Alignment Newsletter is a weekly publication with recent content relevant to AI alignment around the world. Find all Alignment Newsletter resources here. In particular, you can look through this spreadsheet of all summaries that have ever been in the newsletter.
Please note that while I work at DeepMind, this newsletter represents my personal views and not those of my employer.
Note: The newsletter will be slowing down a bit over the next month, as I’ll be fairly busy. I’m currently aiming to produce a newsletter every two weeks, but I don’t know if even that will happen.
HIGHLIGHTS
Debuggable Deep Networks: Usage and Evaluation(Eric Wong, Shibani Santurkar et al) (summarized by Rohin): One simple approach to make neural nets more understandable is to make just the final layer sparse. Neurons in the penultimate layer can be visualized using existing techniques, and the sparsity of the final layer means that it is relatively easy to understand how they are combined together to make predictions. For example, in ImageNet, the final logit for an individual class becomes a weighted combination of around 20 features, instead of 2048 as you would get with a dense model. The authors’ core claim is that this makes the model more understandable and debuggable, at the cost of a small drop in performance (about 1-5 percentage points). They show this using several experiments, many with real humans:
1. The most basic test is simulation: can humans predict what the model would say (regardless of whether or not it is correct)? Unfortunately, if you show people a picture of an airplane, they are probably going to predict that the model says “airplane”, on priors. To avoid this sort of prior knowledge, they first sample a class like “airplane” that they don’t reveal. Instead, they reveal feature visualizations of five randomly chosen features that the model uses to identify images of that class. They then choose three images and ask humans which of the three images will have the highest probability of being assigned to that class, according to the model. They find that when using a sparse final layer, humans have non-trivial performance (72% when the best image really is from the sampled class, and 57% when the best image is from some different class), whereas with a dense final layer they are only slightly better than random chance (44% and 31%, where random chance would be 33%).
2. They can study biases and spurious correlations in models. For example, Toxic-BERT identifies toxic sentences, but does so by searching for identity groups like “christianity”. Debiased-BERT was meant to solve this, but by looking at the feature visualizations (word clouds) below a sparse decision layer, they find that it simply learns a strong negative weight for identity groups. Thus, they are able to fool the model into thinking a toxic comment is non-toxic simply by adding an identity group like “christianity” somewhere in the sentence. (This also applies to the version that uses a dense final layer.)
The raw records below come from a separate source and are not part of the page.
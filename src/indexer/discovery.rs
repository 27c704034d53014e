use anyhow::{Context, Result};
use globset::{Glob, GlobSet, GlobSetBuilder};
use ignore::WalkBuilder;
use std::collections::{BTreeMap, HashSet};
use std::path::{Path, PathBuf};
use tracing::debug;

/// Filters applied while walking a source tree.
#[derive(Debug, Clone)]
pub struct DiscoveryOptions {
    /// Lowercase extensions without the leading dot.
    pub extensions: Vec<String>,
    /// Directory names pruned from the walk.
    pub skip_dirs: Vec<String>,
    /// Globs matched against the path relative to the root.
    pub exclude_patterns: Vec<String>,
}

impl Default for DiscoveryOptions {
    fn default() -> Self {
        Self {
            extensions: super::languages::default_extensions(),
            skip_dirs: super::languages::default_skip_dirs(),
            exclude_patterns: Vec::new(),
        }
    }
}

/// Recursively finds source files under `root`, sorted by path.
pub fn find_source_files<P: AsRef<Path>>(
    root: P,
    opts: &DiscoveryOptions,
) -> Result<Vec<PathBuf>> {
    let root = root.as_ref();
    anyhow::ensure!(root.exists(), "root path does not exist: {}", root.display());

    let excludes = build_excludes(&opts.exclude_patterns)?;
    let skip_dirs: HashSet<String> = opts.skip_dirs.iter().cloned().collect();
    let extensions: HashSet<String> =
        opts.extensions.iter().map(|e| e.to_lowercase()).collect();

    // Only skip_dirs and exclude_patterns decide what is left out.
    let walker = WalkBuilder::new(root)
        .standard_filters(false)
        .filter_entry(move |entry| {
            let is_dir = entry.file_type().is_some_and(|t| t.is_dir());
            let name = entry.file_name().to_string_lossy();
            !(is_dir && entry.depth() > 0 && skip_dirs.contains(&*name))
        })
        .build();

    let mut files = Vec::new();
    for entry in walker {
        let entry = match entry {
            Ok(e) => e,
            Err(e) => {
                debug!("skipping unreadable entry: {e}");
                continue;
            }
        };
        if !entry.file_type().is_some_and(|t| t.is_file()) {
            continue;
        }

        let path = entry.path();
        if !has_source_extension(path, &extensions) {
            continue;
        }
        let rel = path.strip_prefix(root).unwrap_or(path);
        if excludes.is_match(rel) {
            debug!("excluded by pattern: {}", rel.display());
            continue;
        }
        files.push(path.to_path_buf());
    }

    files.sort();
    Ok(files)
}

/// Counts files per lowercased extension (with leading dot).
pub fn extension_stats(files: &[PathBuf]) -> BTreeMap<String, usize> {
    let mut stats = BTreeMap::new();
    for file in files {
        let ext = file
            .extension()
            .map(|e| format!(".{}", e.to_string_lossy().to_lowercase()))
            .unwrap_or_default();
        *stats.entry(ext).or_insert(0) += 1;
    }
    stats
}

fn has_source_extension(path: &Path, extensions: &HashSet<String>) -> bool {
    path.extension()
        .map(|e| extensions.contains(&e.to_string_lossy().to_lowercase()))
        .unwrap_or(false)
}

fn build_excludes(patterns: &[String]) -> Result<GlobSet> {
    let mut builder = GlobSetBuilder::new();
    for pattern in patterns {
        let glob =
            Glob::new(pattern).with_context(|| format!("invalid exclude pattern: {pattern}"))?;
        builder.add(glob);
    }
    builder.build().context("failed to build exclude patterns")
}

#[cfg(test)]
mod tests {
    use super::*;
    use std::fs;
    use tempfile::tempdir;

    fn touch(root: &Path, rel: &str) {
        let path = root.join(rel);
        fs::create_dir_all(path.parent().unwrap()).unwrap();
        fs::write(path, "// test").unwrap();
    }

    #[test]
    fn test_find_source_files_filters() {
        let temp = tempdir().unwrap();
        let root = temp.path();
        touch(root, "src/main.cpp");
        touch(root, "src/util.H");
        touch(root, "include/api.hpp");
        touch(root, "README.md");
        touch(root, "build/gen.cpp");
        touch(root, "third/CMakeFiles/probe.cc");
        touch(root, ".cache/clangd/index.h");

        let files = find_source_files(root, &DiscoveryOptions::default()).unwrap();
        let rel: Vec<String> = files
            .iter()
            .map(|f| f.strip_prefix(root).unwrap().to_string_lossy().replace('\\', "/"))
            .collect();

        assert_eq!(rel, vec!["include/api.hpp", "src/main.cpp", "src/util.H"]);
    }

    #[test]
    fn test_exclude_patterns() {
        let temp = tempdir().unwrap();
        let root = temp.path();
        touch(root, "src/a.cpp");
        touch(root, "tests/a_test.cpp");
        touch(root, "src/moc_a.cpp");

        let opts = DiscoveryOptions {
            exclude_patterns: vec!["tests/**".to_string(), "**/moc_*".to_string()],
            ..Default::default()
        };
        let files = find_source_files(root, &opts).unwrap();
        assert_eq!(files, vec![root.join("src/a.cpp")]);
    }

    #[test]
    fn test_ignore_files_do_not_hide_sources() {
        let temp = tempdir().unwrap();
        let root = temp.path();
        touch(root, ".git/HEAD");
        touch(root, "a.cpp");
        touch(root, "moc_a.cpp");
        touch(root, "gen/table.cc");
        fs::write(root.join(".gitignore"), "moc_*.cpp\n").unwrap();
        fs::write(root.join(".ignore"), "gen/\n").unwrap();

        let files = find_source_files(root, &DiscoveryOptions::default()).unwrap();
        assert_eq!(
            files,
            vec![root.join("a.cpp"), root.join("gen/table.cc"), root.join("moc_a.cpp")]
        );
    }

    #[test]
    fn test_invalid_exclude_pattern() {
        let temp = tempdir().unwrap();
        let opts = DiscoveryOptions {
            exclude_patterns: vec!["src/[".to_string()],
            ..Default::default()
        };
        assert!(find_source_files(temp.path(), &opts).is_err());
    }

    #[test]
    fn test_missing_root() {
        assert!(find_source_files("/nonexistent/root", &DiscoveryOptions::default()).is_err());
    }

    #[test]
    fn test_extension_stats() {
        let files = vec![
            PathBuf::from("a.cpp"),
            PathBuf::from("b.CPP"),
            PathBuf::from("c.h"),
        ];
        let stats = extension_stats(&files);
        assert_eq!(stats.get(".cpp"), Some(&2));
        assert_eq!(stats.get(".h"), Some(&1));
    }
}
3. The identified biases or spurious correlations can then be used to generate counterfactuals: for example, in a sentiment analysis system, they can visualize word clouds that represent positive and negative influences on the final sentiment reported by the model. Then, by simply exchanging a positive word for a negative word (or vice versa), they can flip the label that the model assigns to the sentence. (Usually this is correct behavior – if you change “a marvel like you’ve never seen” to “a failure like you’ve never seen”, the sentiment really is different. The point is that the sparse model allows you to create these examples automatically.)
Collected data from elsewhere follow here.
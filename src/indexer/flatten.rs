use super::source::{extract_docstring, extract_snippet};
use crate::model::{ChunkContext, SemanticChunk, SymbolNode};
use std::path::{Component, Path};

/// Per-file values shared by every chunk of one symbol tree.
struct FileContext<'a> {
    file_path: &'a str,
    file_name: String,
    module: String,
    lines: &'a [String],
}

/// Flattens a document-symbol tree into chunks, in pre-order.
///
/// Only extractable kinds become chunks, but every node's children are
/// visited. The nearest enclosing class/struct name is threaded down as
/// `struct_name`.
pub fn flatten_symbols(
    symbols: &[SymbolNode],
    file_path: &str,
    lines: &[String],
) -> Vec<SemanticChunk> {
    let path = Path::new(file_path);
    let file = FileContext {
        file_path,
        file_name: path
            .file_name()
            .map(|n| n.to_string_lossy().into_owned())
            .unwrap_or_default(),
        module: module_name(path),
        lines,
    };

    let mut chunks = Vec::new();
    for symbol in symbols {
        visit(symbol, &file, "", &mut chunks);
    }
    chunks
}

fn visit(
    symbol: &SymbolNode,
    file: &FileContext<'_>,
    parent_struct: &str,
    chunks: &mut Vec<SemanticChunk>,
) {
    if symbol.kind.is_extractable() {
        chunks.push(build_chunk(symbol, file, parent_struct));
    }

    let child_struct = if symbol.kind.is_type_scope() {
        symbol.name.as_str()
    } else {
        parent_struct
    };

    for child in &symbol.children {
        visit(child, file, child_struct, chunks);
    }
}

fn build_chunk(
    symbol: &SymbolNode,
    file: &FileContext<'_>,
    parent_struct: &str,
) -> SemanticChunk {
    let start_line = symbol.range.start.line as usize;
    let end_line = symbol.range.end.line as usize;

    SemanticChunk {
        name: symbol.name.clone(),
        signature: signature(symbol).to_string(),
        code_type: symbol.kind.label().to_string(),
        docstring: extract_docstring(start_line, file.lines),
        line: start_line + 1,
        line_from: start_line + 1,
        line_to: end_line + 1,
        context: ChunkContext {
            module: file.module.clone(),
            file_path: file.file_path.to_string(),
            file_name: file.file_name.clone(),
            struct_name: parent_struct.to_string(),
            snippet: extract_snippet(&symbol.range, file.lines),
        },
        ..Default::default()
    }
}

fn signature(symbol: &SymbolNode) -> &str {
    if symbol.detail.is_empty() {
        &symbol.name
    } else {
        &symbol.detail
    }
}

/// Last segment of the file's directory (`"."` for a bare file name).
fn module_name(path: &Path) -> String {
    let Some(dir) = path.parent() else {
        return String::new();
    };
    if dir.as_os_str().is_empty() {
        return ".".to_string();
    }
    match dir.components().next_back() {
        Some(Component::Normal(name)) => name.to_string_lossy().into_owned(),
        Some(Component::CurDir) => ".".to_string(),
        Some(Component::ParentDir) => "..".to_string(),
        _ => String::new(),
    }
}
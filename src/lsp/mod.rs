/// Symbol provider trait and shared error type.
///
/// The flattener only needs a document-symbol tree per file; where it comes
/// from (a live clangd, a fixture) sits behind [`SymbolProvider`].
pub mod client;
pub mod mock;

use std::path::{Path, PathBuf};

use thiserror::Error;

use crate::model::SymbolNode;

/// Errors that can occur while obtaining a symbol tree.
#[derive(Error, Debug)]
pub enum ProviderError {
    #[error("failed to start {command}: {source}")]
    Spawn {
        command: String,
        #[source]
        source: std::io::Error,
    },

    #[error("transport I/O failed: {0}")]
    Io(#[from] std::io::Error),

    #[error("{method} timed out after {secs}s")]
    Timeout { method: String, secs: u64 },

    #[error("protocol error: {0}")]
    Protocol(String),

    #[error("server error {code}: {message}")]
    Server { code: i64, message: String },

    #[error("failed to read source {}: {source}", path.display())]
    ReadSource {
        path: PathBuf,
        #[source]
        source: std::io::Error,
    },

    #[error("server closed the connection")]
    Closed,
}

/// Source of document-symbol trees, one file at a time.
#[allow(async_fn_in_trait)]
pub trait SymbolProvider {
    /// Hierarchical symbols of `path`, top-level nodes in source order.
    async fn document_symbols(&mut self, path: &Path) -> Result<Vec<SymbolNode>, ProviderError>;
}
//! JSON output and aggregate statistics for a chunk list.
use std::collections::BTreeMap;
use std::fs;
use std::path::Path;

use anyhow::{Context, Result};
use serde::Serialize;

use crate::model::SemanticChunk;

/// Writes `chunks` as a JSON array, pretty-printed unless `compact`.
///
/// Missing parent directories are created.
pub fn write_json<P: AsRef<Path>>(
    chunks: &[SemanticChunk],
    path: P,
    compact: bool,
) -> Result<()> {
    let path = path.as_ref();
    if let Some(dir) = path.parent().filter(|d| !d.as_os_str().is_empty()) {
        fs::create_dir_all(dir)
            .with_context(|| format!("failed to create output directory: {}", dir.display()))?;
    }

    let data = to_json(chunks, compact)?;
    fs::write(path, data)
        .with_context(|| format!("failed to write output: {}", path.display()))?;
    Ok(())
}

pub fn to_json(chunks: &[SemanticChunk], compact: bool) -> Result<String> {
    let data = if compact {
        serde_json::to_string(chunks)
    } else {
        serde_json::to_string_pretty(chunks)
    };
    data.context("failed to marshal chunks")
}

#[derive(Debug, Clone, Default, PartialEq, Eq, Serialize)]
pub struct OutputStats {
    pub total_chunks: usize,
    pub with_docstring: usize,
    pub by_type: BTreeMap<String, usize>,
}

impl OutputStats {
    #[must_use]
    pub fn from_chunks(chunks: &[SemanticChunk]) -> Self {
        let mut by_type = BTreeMap::new();
        for chunk in chunks {
            *by_type.entry(chunk.code_type.clone()).or_insert(0) += 1;
        }

        Self {
            total_chunks: chunks.len(),
            with_docstring: chunks.iter().filter(|c| !c.docstring.is_empty()).count(),
            by_type,
        }
    }
}

#[cfg(test)]
mod tests {
    use super::*;
    use crate::model::ChunkContext;
    use tempfile::tempdir;

    fn chunk(name: &str, code_type: &str, docstring: &str) -> SemanticChunk {
        SemanticChunk {
            name: name.to_string(),
            signature: name.to_string(),
            code_type: code_type.to_string(),
            docstring: docstring.to_string(),
            line: 1,
            line_from: 1,
            line_to: 3,
            context: ChunkContext {
                module: "core".to_string(),
                file_path: "core/a.cpp".to_string(),
                file_name: "a.cpp".to_string(),
                ..Default::default()
            },
            ..Default::default()
        }
    }

    #[test]
    fn test_write_json_pretty_and_readback() {
        let temp = tempdir().unwrap();
        let path = temp.path().join("out/nested/chunks.json");
        let chunks = vec![chunk("run", "Function", "Runs it"), chunk("Job", "Class", "")];

        write_json(&chunks, &path, false).unwrap();
        let data = fs::read_to_string(&path).unwrap();
        assert!(data.starts_with("[\n  {"));
        assert!(data.contains("\"code_type\": \"Function\""));

        let parsed: Vec<SemanticChunk> = serde_json::from_str(&data).unwrap();
        assert_eq!(parsed, chunks);
    }

    #[test]
    fn test_write_json_compact() {
        let temp = tempdir().unwrap();
        let path = temp.path().join("chunks.json");
        write_json(&[chunk("run", "Function", "")], &path, true).unwrap();
        let data = fs::read_to_string(&path).unwrap();
        assert!(!data.contains('\n'));
        assert!(data.starts_with("[{\"name\":\"run\""));
    }

    #[test]
    fn test_empty_list_is_empty_array() {
        assert_eq!(to_json(&[], true).unwrap(), "[]");
        assert_eq!(to_json(&[], false).unwrap(), "[]");

        let temp = tempdir().unwrap();
        let path = temp.path().join("empty.json");
        write_json(&[], &path, false).unwrap();
        assert_eq!(fs::read_to_string(&path).unwrap(), "[]");
    }

    #[test]
    fn test_write_json_to_unwritable_path() {
        let temp = tempdir().unwrap();
        let blocker = temp.path().join("file");
        fs::write(&blocker, "x").unwrap();
        assert!(write_json(&[], blocker.join("chunks.json"), false).is_err());
    }

    #[test]
    fn test_output_stats() {
        let chunks = vec![
            chunk("a", "Function", "doc"),
            chunk("b", "Function", ""),
            chunk("C", "Class", "class doc"),
            chunk("m", "Method", ""),
        ];
        let stats = OutputStats::from_chunks(&chunks);
        assert_eq!(stats.total_chunks, 4);
        assert_eq!(stats.with_docstring, 2);
        assert_eq!(stats.by_type.get("Function"), Some(&2));
        assert_eq!(stats.by_type.get("Class"), Some(&1));
        assert_eq!(stats.by_type.get("Method"), Some(&1));

        let empty = OutputStats::from_chunks(&[]);
        assert_eq!(empty, OutputStats::default());
        let json = serde_json::to_value(&stats).unwrap();
        assert_eq!(json["by_type"]["Function"], 2);
    }
}
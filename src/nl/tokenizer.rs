/// Identifier tokenization for search views.
///
/// `humanize` turns a symbol name or signature into one readable phrase;
/// `subtokenize` explodes a name into scope, snake and camel pieces (with
/// lowercase variants) for lexical matching.
use std::collections::HashSet;
use std::sync::LazyLock;

use regex::Regex;

/// Anything that is not an ASCII word character.
static NON_WORD: LazyLock<Regex> = LazyLock::new(|| Regex::new(r"[^A-Za-z0-9_]+").unwrap());

/// Scope and member-access separators found in C++ names.
const SCOPE_SEPARATORS: [&str; 3] = ["::", "->", "."];

/// Converts an identifier or signature into space-separated words,
/// keeping case and acronyms intact.
pub fn humanize(s: &str) -> String {
    split_words(&normalize_separators(s)).join(" ")
}

/// Returns the name itself, its lowercase form, and every underscore/camel
/// piece with its lowercase form, deduplicated in first-seen order.
pub fn subtokenize(s: &str) -> Vec<String> {
    let normalized = normalize_separators(s);
    let mut tokens = OrderedTokens::default();

    for raw in split_words(&normalized) {
        tokens.add_with_lower(raw);

        for part in raw.split('_').filter(|p| !p.is_empty()) {
            for piece in split_camel_case(part) {
                tokens.add_with_lower(piece);
            }
        }
    }

    tokens.into_vec()
}

/// Splits on non-word characters and rejoins with single spaces.
pub fn tokenize_for_text(s: &str) -> String {
    split_words(s).join(" ")
}

/// Splits at lower/digit→upper transitions and before the last capital of an
/// acronym run (`HTTPServer` → `HTTP`, `Server`).
pub fn split_camel_case(s: &str) -> Vec<&str> {
    let chars: Vec<(usize, char)> = s.char_indices().collect();
    let mut pieces = Vec::new();
    let mut start = 0;

    for i in 1..chars.len() {
        let prev = chars[i - 1].1;
        let cur = chars[i].1;
        let next = chars.get(i + 1).map(|&(_, c)| c);

        let lower_to_upper = (prev.is_lowercase() || prev.is_ascii_digit()) && cur.is_uppercase();
        let acronym_end =
            prev.is_uppercase() && cur.is_uppercase() && next.is_some_and(char::is_lowercase);

        if lower_to_upper || acronym_end {
            let at = chars[i].0;
            pieces.push(&s[start..at]);
            start = at;
        }
    }

    if start < s.len() {
        pieces.push(&s[start..]);
    }
    pieces
}

fn normalize_separators(s: &str) -> String {
    SCOPE_SEPARATORS
        .iter()
        .fold(s.to_string(), |acc, sep| acc.replace(sep, " "))
}

fn split_words(s: &str) -> Vec<&str> {
    NON_WORD
        .split(s)
        .map(str::trim)
        .filter(|w| !w.is_empty())
        .collect()
}

/// Insertion-ordered, case-sensitive token set.
#[derive(Default)]
struct OrderedTokens {
    seen: HashSet<String>,
    out: Vec<String>,
}

impl OrderedTokens {
    fn add(&mut self, token: &str) {
        if token.is_empty() || self.seen.contains(token) {
            return;
        }
        self.seen.insert(token.to_string());
        self.out.push(token.to_string());
    }

    fn add_with_lower(&mut self, token: &str) {
        self.add(token);
        self.add(&token.to_lowercase());
    }

    fn into_vec(self) -> Vec<String> {
        self.out
    }
}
4. In cases where the model makes a mistake, can humans identify why the model made a mistake? The authors note that over 30% of misclassifications can be explained by a single problematic feature, i.e. if you intervene to set that feature to zero, then the model no longer makes a mistake. So one way to check human understanding is to see whether they can reproduce this misclassification. Specifically, we take some image whose true label is y* but which the model incorrectly labels as y’. We then take the highest-activating feature in support of y* and the corresponding feature for y’, and ask humans which of the two features is more present in the image. They find that annotators prefer the feature for y’ 60% of the time – more than random chance (50%). Since the annotators don’t know which feature corresponds to the ground truth and which corresponds to the incorrect model prediction, they probably were not using prior knowledge in answering this question. Thus, doing better than random suggests that even according to humans the feature that the model picked up on really was present in the image.
Rohin’s opinion: I liked this paper especially for its experimental design; it seems like it does a good job of keeping human priors from influencing the results. The results themselves are very much a first step, showing that you’ve gotten at least some understanding and interpretability, but ideally we’d do much much better on these axes. For example, if we “understand” the model, one would hope that we’d be able to get scores of 95+% on the simulation experiment (bullet point 1 above), rather than the current 72% / 57%. It might be interesting to have benchmarks that use these sorts of experiments as their evaluation method. Given that this method just uses feature visualization on the penultimate layer, it seems like there should be room for improvement by studying other layers as well.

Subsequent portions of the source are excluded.